Michael Hayden, former director of the Central Intelligence Agency and the National Security Agency, told executives attending the final day of the IHS CERAWeek energy conference in Houston that finding ways to manage the consequences of a network security threat should be a major priority, managed at the highest level of a company.
He compared the Internet to a lawless area in which all businesses are engaged and vulnerable.
The freedom of the Internet, Hayden said, “has this great location looking a little bit less from time to time like the global digital commons and more like Somalia. I mean, this place is ungoverned. In addition to being the digital global commons its a digital free-fire zone.”
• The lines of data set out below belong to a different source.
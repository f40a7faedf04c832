//! # Marker Library
//!
//! This crate provides the core logic for grading spreadsheet submissions against an
//! instructor-maintained answer key. It loads workbooks, builds the reference dataset for
//! each criterion, compares datasets using pluggable strategies and produces a results
//! table with one verdict and diagnostic note per criterion.
//!
//! ## Key Concepts
//! - **GradingJob**: A configured grading run over any number of submission workbooks.
//! - **Comparators**: Row-set comparison aligned on a key column, or set membership of one column.
//! - **Feedback**: Notes per verdict, automatic or instructor-specified.
//! - **Reports**: Results tables per submission, and a JSON report of the run.

pub mod answer_key;
pub mod comparators;
pub mod error;
pub mod feedback;
pub mod report;
pub mod scorer;
pub mod traits;
pub mod types;
pub mod utilities;

use crate::answer_key::AnswerKey;
use crate::comparators::membership_comparator::MembershipGrader;
use crate::comparators::row_set_comparator::RowSetGrader;
use crate::error::MarkerError;
use crate::feedback::auto_feedback::{AutoFeedback, INDEX_NOTE};
use crate::feedback::manual_feedback::ManualFeedback;
use crate::report::{CriterionResult, GradingReport, ReferenceSummary, ResultsTable};
use crate::traits::comparator::Comparator;
use crate::traits::feedback::{Feedback, FeedbackContext};
use crate::types::{Dataset, Grade, Verdict};
use crate::utilities::workbook_loader::Workbook;

use std::path::Path;
use tracing::{error, info, warn};
use util::grading_config::{CriterionConfig, GradingConfig, GradingMethod};

/// Grade one candidate dataset against its reference with a [`RowSetGrader`] and the
/// automatic notes.
///
/// A candidate too malformed to compare (e.g. lacking the key column) grades as
/// `ImportError`. A reference lacking the key or a compared column is a
/// configuration error.
pub fn grade(
    reference: &Dataset,
    candidate: &Dataset,
    key_column: &str,
    compared_columns: &[&str],
) -> Result<Grade, MarkerError> {
    let grader = RowSetGrader::new(key_column, compared_columns.iter().copied());
    let context = FeedbackContext {
        criterion: "",
        required_columns: grader.required_columns(),
    };
    let verdict = match grader.compare(reference, candidate) {
        Ok(comparison) => comparison.verdict,
        Err(e) if e.is_load_failure() => {
            warn!(error = %e, "candidate could not be compared");
            Verdict::ImportError
        }
        Err(e) => return Err(e),
    };
    Ok(Grade {
        verdict,
        note: AutoFeedback.note(&context, verdict),
    })
}

/// A configured grading run.
///
/// Holds the grading configuration, the reference dataset of every criterion and the
/// feedback strategy. Grading never mutates the job, so one job grades any number of
/// submissions.
pub struct GradingJob<'a> {
    config: GradingConfig,
    answer_key: AnswerKey,
    feedback: Box<dyn Feedback + 'a>,
}

impl<'a> GradingJob<'a> {
    /// Create a job from a configuration and an already built answer key.
    ///
    /// Fails with [`MarkerError::InvalidConfig`] when the configuration is invalid,
    /// a criterion has no reference dataset, or a feedback override names an
    /// unknown verdict.
    pub fn new(config: GradingConfig, answer_key: AnswerKey) -> Result<Self, MarkerError> {
        config
            .validate()
            .map_err(|e| MarkerError::InvalidConfig(e.to_string()))?;
        if let Some(missing) = config
            .criteria
            .iter()
            .find(|c| answer_key.get(&c.id).is_none())
        {
            return Err(MarkerError::InvalidConfig(format!(
                "no reference dataset for criterion `{}`",
                missing.id
            )));
        }

        let mut feedback = ManualFeedback::new(&config.feedback.overrides)?;
        for criterion in &config.criteria {
            feedback = feedback.with_criterion(&criterion.id, &criterion.feedback)?;
        }

        Ok(Self {
            config,
            answer_key,
            feedback: Box::new(feedback),
        })
    }

    /// Build the answer key described by `config`, then create the job.
    pub fn from_config(config: GradingConfig) -> Result<Self, MarkerError> {
        let answer_key = AnswerKey::build(&config)?;
        Self::new(config, answer_key)
    }

    /// Set a custom feedback strategy for this grading job.
    pub fn with_feedback<F: Feedback + 'a>(mut self, feedback: F) -> Self {
        self.feedback = Box::new(feedback);
        self
    }

    pub fn config(&self) -> &GradingConfig {
        &self.config
    }

    pub fn answer_key(&self) -> &AnswerKey {
        &self.answer_key
    }

    /// Shape (and, for membership criteria, distinct values) of every reference dataset.
    pub fn references(&self) -> Vec<ReferenceSummary> {
        self.config
            .criteria
            .iter()
            .filter_map(|criterion| {
                let reference = self.answer_key.get(&criterion.id)?;
                let values = match criterion.method {
                    GradingMethod::Membership => MembershipGrader::new(&criterion.key_column)
                        .distinct_values(reference)
                        .map(|set| set.into_iter().collect())
                        .unwrap_or_default(),
                    GradingMethod::Rows => Vec::new(),
                };
                Some(ReferenceSummary {
                    criterion: criterion.id.clone(),
                    shape: reference.shape(),
                    values,
                })
            })
            .collect()
    }

    /// Grade every criterion against one opened workbook.
    ///
    /// Load failures are isolated per criterion: a missing sheet or malformed data
    /// becomes an `ImportError` result and the remaining criteria are still graded.
    pub fn grade_workbook(&self, workbook: &Workbook) -> Result<Vec<CriterionResult>, MarkerError> {
        self.config
            .criteria
            .iter()
            .map(|criterion| {
                let comparator = comparator_for(criterion);
                match self.grade_criterion(criterion, comparator.as_ref(), workbook) {
                    Err(e) if e.is_load_failure() => {
                        error!(
                            criterion = %criterion.id,
                            workbook = %workbook.path().display(),
                            "{e}"
                        );
                        Ok(self.import_error(criterion, comparator.as_ref(), &e))
                    }
                    other => other,
                }
            })
            .collect()
    }

    /// Open and grade one submission. A workbook that cannot be opened grades every
    /// criterion as `ImportError`.
    pub fn grade_path(&self, label: &str, path: &Path) -> Result<ResultsTable, MarkerError> {
        let results = match Workbook::open(path) {
            Ok(workbook) => self.grade_workbook(&workbook)?,
            Err(e) => {
                error!(submission = %label, path = %path.display(), "{e}");
                self.config
                    .criteria
                    .iter()
                    .map(|criterion| {
                        self.import_error(criterion, comparator_for(criterion).as_ref(), &e)
                    })
                    .collect()
            }
        };

        let table = ResultsTable::graded(label, path, results);
        info!(
            submission = %label,
            score = table.score,
            "graded {} criteria",
            table.results.len()
        );
        Ok(table)
    }

    /// Grade every configured submission. Optional submissions that are absent on
    /// disk are reported as skipped.
    pub fn grade_submissions(&self) -> Result<GradingReport, MarkerError> {
        let mut report = GradingReport::new(&self.config.assignment, self.references());
        for submission in &self.config.submissions {
            if submission.optional && !submission.path.exists() {
                info!(
                    submission = %submission.label,
                    path = %submission.path.display(),
                    "no submission file found, skipping"
                );
                report
                    .submissions
                    .push(ResultsTable::skipped(&submission.label, &submission.path));
                continue;
            }
            report
                .submissions
                .push(self.grade_path(&submission.label, &submission.path)?);
        }
        Ok(report)
    }

    fn grade_criterion(
        &self,
        criterion: &CriterionConfig,
        comparator: &dyn Comparator,
        workbook: &Workbook,
    ) -> Result<CriterionResult, MarkerError> {
        let reference = self.answer_key.get(&criterion.id).ok_or_else(|| {
            MarkerError::InvalidConfig(format!(
                "no reference dataset for criterion `{}`",
                criterion.id
            ))
        })?;

        let mut candidate = workbook.sheet(criterion.sheet.as_deref())?;
        let stripped = if criterion.strips_index() {
            candidate.strip_index_columns()
        } else {
            Vec::new()
        };

        let comparison = comparator.compare(reference, &candidate)?;
        let context = FeedbackContext {
            criterion: &criterion.id,
            required_columns: comparator.required_columns(),
        };
        let grade = Grade {
            verdict: comparison.verdict,
            note: self.feedback.note(&context, comparison.verdict),
        };

        let result = CriterionResult::graded(&criterion.id, grade, comparison);
        if stripped.is_empty() {
            Ok(result)
        } else {
            info!(criterion = %criterion.id, columns = ?stripped, "removed exported index columns");
            Ok(result.with_remark(INDEX_NOTE))
        }
    }

    fn import_error(
        &self,
        criterion: &CriterionConfig,
        comparator: &dyn Comparator,
        err: &MarkerError,
    ) -> CriterionResult {
        let context = FeedbackContext {
            criterion: &criterion.id,
            required_columns: comparator.required_columns(),
        };
        let note = self.feedback.note(&context, Verdict::ImportError);
        CriterionResult::import_error(&criterion.id, note, err)
    }
}

fn comparator_for(criterion: &CriterionConfig) -> Box<dyn Comparator> {
    match criterion.method {
        GradingMethod::Rows => Box::new(RowSetGrader::new(
            criterion.key_column.as_str(),
            criterion.compared_columns.iter().map(String::as_str),
        )),
        GradingMethod::Membership => Box::new(MembershipGrader::new(criterion.key_column.as_str())),
    }
}
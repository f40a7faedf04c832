//! Synthetic dispensing-cabinet data for the stock-out exercise.
//!
//! A [`Simulation`] writes `MEDICATIONS.csv`, `Machines.csv` and one transactions
//! file per cabinet. All randomness comes from a single generator seeded once, so
//! the same seed and catalog always produce the same files.

pub mod catalog;
pub mod error;
pub mod generate;
pub mod generators;
pub mod machine;
pub mod stock;

use crate::catalog::Catalog;
use crate::error::SimulationError;
use crate::generate::{GeneratedFile, Generator, run_generator};
use crate::generators::{
    machines::MachinesGenerator, medications::MedicationsGenerator,
    transactions::TransactionsGenerator,
};
use crate::machine::Machine;
use crate::stock::StockSettings;
use rand::SeedableRng;
use rand::rngs::StdRng;
use std::path::Path;
use tracing::info;

pub struct Simulation {
    catalog: Catalog,
    machines: Vec<Machine>,
    seed: u64,
}

impl Simulation {
    pub fn new(catalog: Catalog, seed: u64) -> Self {
        Self {
            catalog,
            machines: Machine::standard(),
            seed,
        }
    }

    pub fn catalog(&self) -> &Catalog {
        &self.catalog
    }

    pub fn machines(&self) -> &[Machine] {
        &self.machines
    }

    /// Write every output file into `out_dir`, creating it when missing.
    pub fn run(&self, out_dir: &Path) -> Result<Vec<GeneratedFile>, SimulationError> {
        util::paths::ensure_dir(out_dir)?;

        let mut rng = StdRng::seed_from_u64(self.seed);
        let settings = StockSettings::draw(&mut rng);
        info!(
            seed = self.seed,
            special_high = settings.special_high_units,
            special_low = settings.special_low_units,
            "starting simulation"
        );

        let mut generators: Vec<(Box<dyn Generator + '_>, String)> = vec![
            (
                Box::new(MedicationsGenerator {
                    catalog: &self.catalog,
                }) as Box<dyn Generator + '_>,
                "Medications".to_string(),
            ),
            (
                Box::new(MachinesGenerator {
                    machines: &self.machines,
                }) as Box<dyn Generator + '_>,
                "Machines".to_string(),
            ),
        ];
        for machine in &self.machines {
            let generator = TransactionsGenerator {
                machine,
                catalog: &self.catalog,
                settings,
            };
            generators.push((
                Box::new(generator) as Box<dyn Generator + '_>,
                format!("Machine {} transactions", machine.id),
            ));
        }

        let mut files = Vec::with_capacity(generators.len());
        for (generator, name) in &generators {
            files.push(run_generator(generator.as_ref(), name, out_dir, &mut rng)?);
        }
        Ok(files)
    }
}
//!
//! Workbook Loader Utility
//!
//! This module loads spreadsheet workbooks into [`Dataset`]s and writes datasets back
//! out as CSV sheets.
//!
//! # Workbook layout
//!
//! - A **directory** is a multi-sheet workbook: every `<sheet>.csv` inside it is one sheet.
//! - A single **CSV file** is a one-sheet workbook; its only sheet answers any sheet request.
//!
//! # Error Handling
//!
//! The specific cause (full path, byte counts, parser message) is logged with
//! `tracing::error!`; the returned [`MarkerError`] stays short so it can be shown in
//! a report next to the student's results.

use crate::error::MarkerError;
use crate::types::{Cell, Dataset};
use std::fs;
use std::path::{Path, PathBuf};
use tracing::{debug, error};

/// Maximum allowed size for a single sheet.
const MAX_SHEET_SIZE: u64 = 32 * 1024 * 1024; // 32MB

const SHEET_EXTENSION: &str = "csv";

#[derive(Debug, Clone, PartialEq, Eq)]
enum Layout {
    Directory,
    SingleSheet,
}

/// An opened workbook. Opening only checks that the path exists; sheets are read
/// lazily by [`Workbook::sheet`].
#[derive(Debug, Clone)]
pub struct Workbook {
    path: PathBuf,
    layout: Layout,
}

impl Workbook {
    pub fn open(path: impl AsRef<Path>) -> Result<Self, MarkerError> {
        let path = path.as_ref();
        if path.is_dir() {
            return Ok(Self {
                path: path.to_path_buf(),
                layout: Layout::Directory,
            });
        }
        check_file(path, Some(MAX_SHEET_SIZE))?;
        Ok(Self {
            path: path.to_path_buf(),
            layout: Layout::SingleSheet,
        })
    }

    pub fn path(&self) -> &Path {
        &self.path
    }

    /// Sheet names in sorted order. A single-file workbook reports its file stem.
    pub fn sheet_names(&self) -> Result<Vec<String>, MarkerError> {
        match self.layout {
            Layout::SingleSheet => Ok(vec![file_stem(&self.path)]),
            Layout::Directory => Ok(self
                .sheet_files()?
                .into_iter()
                .map(|(name, _)| name)
                .collect()),
        }
    }

    /// Read one sheet. `None` selects the first sheet (sorted by name).
    pub fn sheet(&self, name: Option<&str>) -> Result<Dataset, MarkerError> {
        let path = match (&self.layout, name) {
            (Layout::SingleSheet, _) => self.path.clone(),
            (Layout::Directory, Some(name)) => self.sheet_path(name)?,
            (Layout::Directory, None) => {
                let (_, first) = self.sheet_files()?.into_iter().next().ok_or_else(|| {
                    error!("Workbook has no sheets: {}", self.path.display());
                    MarkerError::SheetNotFound {
                        workbook: self.path.clone(),
                        sheet: "<first sheet>".to_string(),
                    }
                })?;
                first
            }
        };
        debug!(workbook = %self.path.display(), sheet = ?name, "reading sheet");
        read_csv(&path)
    }

    /// `(sheet name, file path)` for every CSV file in a directory workbook, sorted by name.
    fn sheet_files(&self) -> Result<Vec<(String, PathBuf)>, MarkerError> {
        let mut sheets = Vec::new();
        for entry in fs::read_dir(&self.path)? {
            let path = entry?.path();
            let is_sheet = path.is_file()
                && path
                    .extension()
                    .is_some_and(|ext| ext.eq_ignore_ascii_case(SHEET_EXTENSION));
            if is_sheet {
                sheets.push((file_stem(&path), path));
            }
        }
        sheets.sort();
        Ok(sheets)
    }

    /// Exact sheet name first, then a case-insensitive match on sheet name and extension.
    fn sheet_path(&self, name: &str) -> Result<PathBuf, MarkerError> {
        let sheets = self.sheet_files()?;
        let matched = sheets
            .iter()
            .find(|(stem, _)| stem == name)
            .or_else(|| sheets.iter().find(|(stem, _)| stem.eq_ignore_ascii_case(name)));
        match matched {
            Some((_, path)) => Ok(path.clone()),
            None => {
                error!(
                    "Sheet `{}` not found in workbook {}",
                    name,
                    self.path.display()
                );
                Err(MarkerError::SheetNotFound {
                    workbook: self.path.clone(),
                    sheet: name.to_string(),
                })
            }
        }
    }
}

/// Checks that a file exists, is a file, and (optionally) does not exceed a maximum size.
fn check_file(path: &Path, max_size: Option<u64>) -> Result<(), MarkerError> {
    if !path.exists() {
        error!("File not found: {}", path.display());
        return Err(MarkerError::FileNotFound(path.to_path_buf()));
    }

    if !path.is_file() {
        error!("Not a file: {}", path.display());
        return Err(MarkerError::Malformed {
            location: path.display().to_string(),
            reason: "not a regular file".to_string(),
        });
    }

    let metadata = fs::metadata(path).map_err(|e| {
        error!("File unreadable: {} - {}", path.display(), e);
        MarkerError::Io(e)
    })?;

    if let Some(max) = max_size {
        if metadata.len() > max {
            error!(
                "File too large: {} ({} bytes, max {} bytes)",
                path.display(),
                metadata.len(),
                max
            );
            return Err(MarkerError::Malformed {
                location: path.display().to_string(),
                reason: "file too large".to_string(),
            });
        }
    }

    Ok(())
}

/// Read one CSV sheet. The first record is the header row.
pub fn read_csv(path: &Path) -> Result<Dataset, MarkerError> {
    check_file(path, Some(MAX_SHEET_SIZE))?;

    let located = |err: MarkerError| match err {
        MarkerError::Malformed { location, reason } => {
            error!("Malformed sheet {} at {}: {}", path.display(), location, reason);
            MarkerError::Malformed {
                location: format!("{} ({location})", path.display()),
                reason,
            }
        }
        other => other,
    };

    let mut reader = csv::ReaderBuilder::new()
        .has_headers(true)
        .flexible(true)
        .from_path(path)
        .map_err(|e| located(e.into()))?;

    let headers = reader.headers().map_err(|e| located(e.into()))?.clone();
    if headers.is_empty() {
        return Err(located(MarkerError::Malformed {
            location: "line 1".to_string(),
            reason: "missing header row".to_string(),
        }));
    }

    let mut dataset = Dataset::new(
        headers
            .iter()
            .map(|h| h.trim_start_matches('\u{feff}').trim().to_string()),
    );
    for record in reader.records() {
        let record = record.map_err(|e| located(e.into()))?;
        // Trailing empty fields from spreadsheet exports are padding, not data.
        let mut cells: Vec<Cell> = record.iter().map(Cell::parse).collect();
        while cells.len() > dataset.column_count() && cells.last().is_some_and(Cell::is_null) {
            cells.pop();
        }
        dataset.push_row(cells).map_err(located)?;
    }

    Ok(dataset)
}

/// Write a dataset as a CSV sheet, creating parent directories as needed.
pub fn write_csv(path: &Path, dataset: &Dataset) -> Result<(), MarkerError> {
    util::paths::ensure_parent_dir(path)?;
    let mut writer = csv::Writer::from_path(path)?;
    writer.write_record(dataset.columns())?;
    for row in dataset.rows() {
        writer.write_record(row.cells().iter().map(|c| c.to_string()))?;
    }
    writer.flush()?;
    Ok(())
}

fn file_stem(path: &Path) -> String {
    path.file_stem()
        .map(|s| s.to_string_lossy().into_owned())
        .unwrap_or_default()
}

#[cfg(test)]
mod tests {
    use super::*;
    use util::test_helpers::{setup_test_dir, write_csv_file, write_sheet};

    const CONTACTS: &str = "ID,PhoneNo,Address\n2,555-0200,2 Oak St\n1,555-0100,1 Main St\n";

    #[test]
    fn reads_sheet_from_directory_workbook() {
        let dir = setup_test_dir();
        let wb = write_sheet(dir.path(), "BMI_Solution_Excel", "Criteria_1", CONTACTS);

        let workbook = Workbook::open(&wb).unwrap();
        let sheet = workbook.sheet(Some("Criteria_1")).unwrap();
        assert_eq!(sheet.columns(), ["ID", "PhoneNo", "Address"]);
        assert_eq!(sheet.row_count(), 2);
        assert_eq!(sheet.cell(0, "ID"), Some(&Cell::Number(2.0)));
    }

    #[test]
    fn sheet_lookup_ignores_case() {
        let dir = setup_test_dir();
        let wb = write_sheet(dir.path(), "wb", "Contact Info", CONTACTS);
        let workbook = Workbook::open(&wb).unwrap();
        assert!(workbook.sheet(Some("contact info")).is_ok());
    }

    #[test]
    fn uppercase_extension_resolves_to_the_real_file() {
        let dir = setup_test_dir();
        let wb = dir.path().join("wb");
        fs::create_dir_all(&wb).unwrap();
        fs::write(wb.join("Criteria_1.CSV"), CONTACTS).unwrap();

        let workbook = Workbook::open(&wb).unwrap();
        assert_eq!(workbook.sheet_names().unwrap(), vec!["Criteria_1"]);
        assert_eq!(workbook.sheet(Some("Criteria_1")).unwrap().row_count(), 2);
        assert_eq!(workbook.sheet(Some("criteria_1")).unwrap().row_count(), 2);
        assert_eq!(workbook.sheet(None).unwrap().row_count(), 2);
    }

    #[test]
    fn missing_workbook_is_file_not_found() {
        let dir = setup_test_dir();
        let err = Workbook::open(dir.path().join("BMI_Solution_Python")).unwrap_err();
        assert!(matches!(err, MarkerError::FileNotFound(_)));
    }

    #[test]
    fn missing_sheet_is_sheet_not_found() {
        let dir = setup_test_dir();
        let wb = write_sheet(dir.path(), "wb", "Criteria_1", CONTACTS);
        let err = Workbook::open(&wb).unwrap().sheet(Some("Criteria_3")).unwrap_err();
        assert!(matches!(err, MarkerError::SheetNotFound { ref sheet, .. } if sheet == "Criteria_3"));
    }

    #[test]
    fn single_file_answers_any_sheet() {
        let dir = setup_test_dir();
        let path = write_csv_file(dir.path(), "FY2019_PhenytoinAERS.csv", "prod_ai\nPHENYTOIN\n");
        let workbook = Workbook::open(&path).unwrap();
        assert_eq!(workbook.sheet_names().unwrap(), vec!["FY2019_PhenytoinAERS"]);
        assert_eq!(workbook.sheet(Some("anything")).unwrap().row_count(), 1);
        assert_eq!(workbook.sheet(None).unwrap().row_count(), 1);
    }

    #[test]
    fn first_sheet_is_used_when_none_requested() {
        let dir = setup_test_dir();
        write_sheet(dir.path(), "wb", "B", "x\n1\n");
        let wb = write_sheet(dir.path(), "wb", "A", "y\n1\n2\n");
        let sheet = Workbook::open(&wb).unwrap().sheet(None).unwrap();
        assert_eq!(sheet.columns(), ["y"]);
    }

    #[test]
    fn ragged_rows_are_malformed() {
        let dir = setup_test_dir();
        let path = write_csv_file(dir.path(), "bad.csv", "ID,PhoneNo\n1,555,extra\n");
        let err = read_csv(&path).unwrap_err();
        assert!(matches!(err, MarkerError::Malformed { .. }));
        assert!(err.is_load_failure());
    }

    #[test]
    fn trailing_empty_fields_are_tolerated() {
        let dir = setup_test_dir();
        let path = write_csv_file(dir.path(), "pad.csv", "ID,PhoneNo\n1,555,,\n");
        let ds = read_csv(&path).unwrap();
        assert_eq!(ds.row_count(), 1);
    }

    #[test]
    fn empty_file_is_malformed() {
        let dir = setup_test_dir();
        let path = write_csv_file(dir.path(), "empty.csv", "");
        assert!(matches!(read_csv(&path), Err(MarkerError::Malformed { .. })));
    }

    #[test]
    fn write_then_read_preserves_values() {
        let dir = setup_test_dir();
        let original = Dataset::new(["ID", "BMI"])
            .with_row([Cell::from(1), Cell::from(31.25)])
            .unwrap()
            .with_row([Cell::from(2), Cell::Null])
            .unwrap();
        let path = dir.path().join("out/nested/sheet.csv");
        write_csv(&path, &original).unwrap();
        assert_eq!(read_csv(&path).unwrap(), original);
    }
}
All energy companies are exposed to serious threats, particularly in the oil and gas sector, because they rely on automated processes to manage safety and ensure systems are functioning well, Hayden told a ballroom full of executives at the Hilton Americas-Houston in downtown.
But blocking access to those systems is nearly impossible, meaning that after focusing on primary defenses, companies should develop strategies for dealing with the results of an attack, Hayden said.
“They’re getting through,” he said. “They will penetrate your network. You can make it harder. You can make it more expensive. You can make it more robust. But they’re going to penetrate.”
“Manage the consequences,” Hayden added. “Know they’re getting in.”
Hayden also advocated for some sort of offensive governmental response to an attack. He suggested that the United States take economic action against China, thought to be the perpetrator behind many network security breaches, if attacks continue on private companies.
“At some point you’ve got to give serious thought to shooting back,” he said.
A major setback in defending companies is uncertainty over the role of government agencies in defending against network breaches at energy companies. A computer system for an energy company that is made to malfunction can cause serious problems, including the possibility of a grid failure, oil spill, explosion, and lost human lives.
“If the Chinese were coming up the Houston Ship Channel here, creating physical destruction, I’ve got a pretty good idea what we’d all agree we ought to do,” Hayden said. “If they’re coming up that ship channel on a glass cable on the bottom of it, on fiber, we’re not sure. We haven’t worked it out.”
He said that policymakers and the public have yet to agree on the appropriate path forward. There is widespread disagreement over expanded government roles in Internet security, with even typical adversaries like civil rights activists and commercial interests unified in thier opposition to such developments, he said.
“Fundamentally, what we need is policy,” Hayden said. “What we need is a common understanding as to what this issue presents to us.”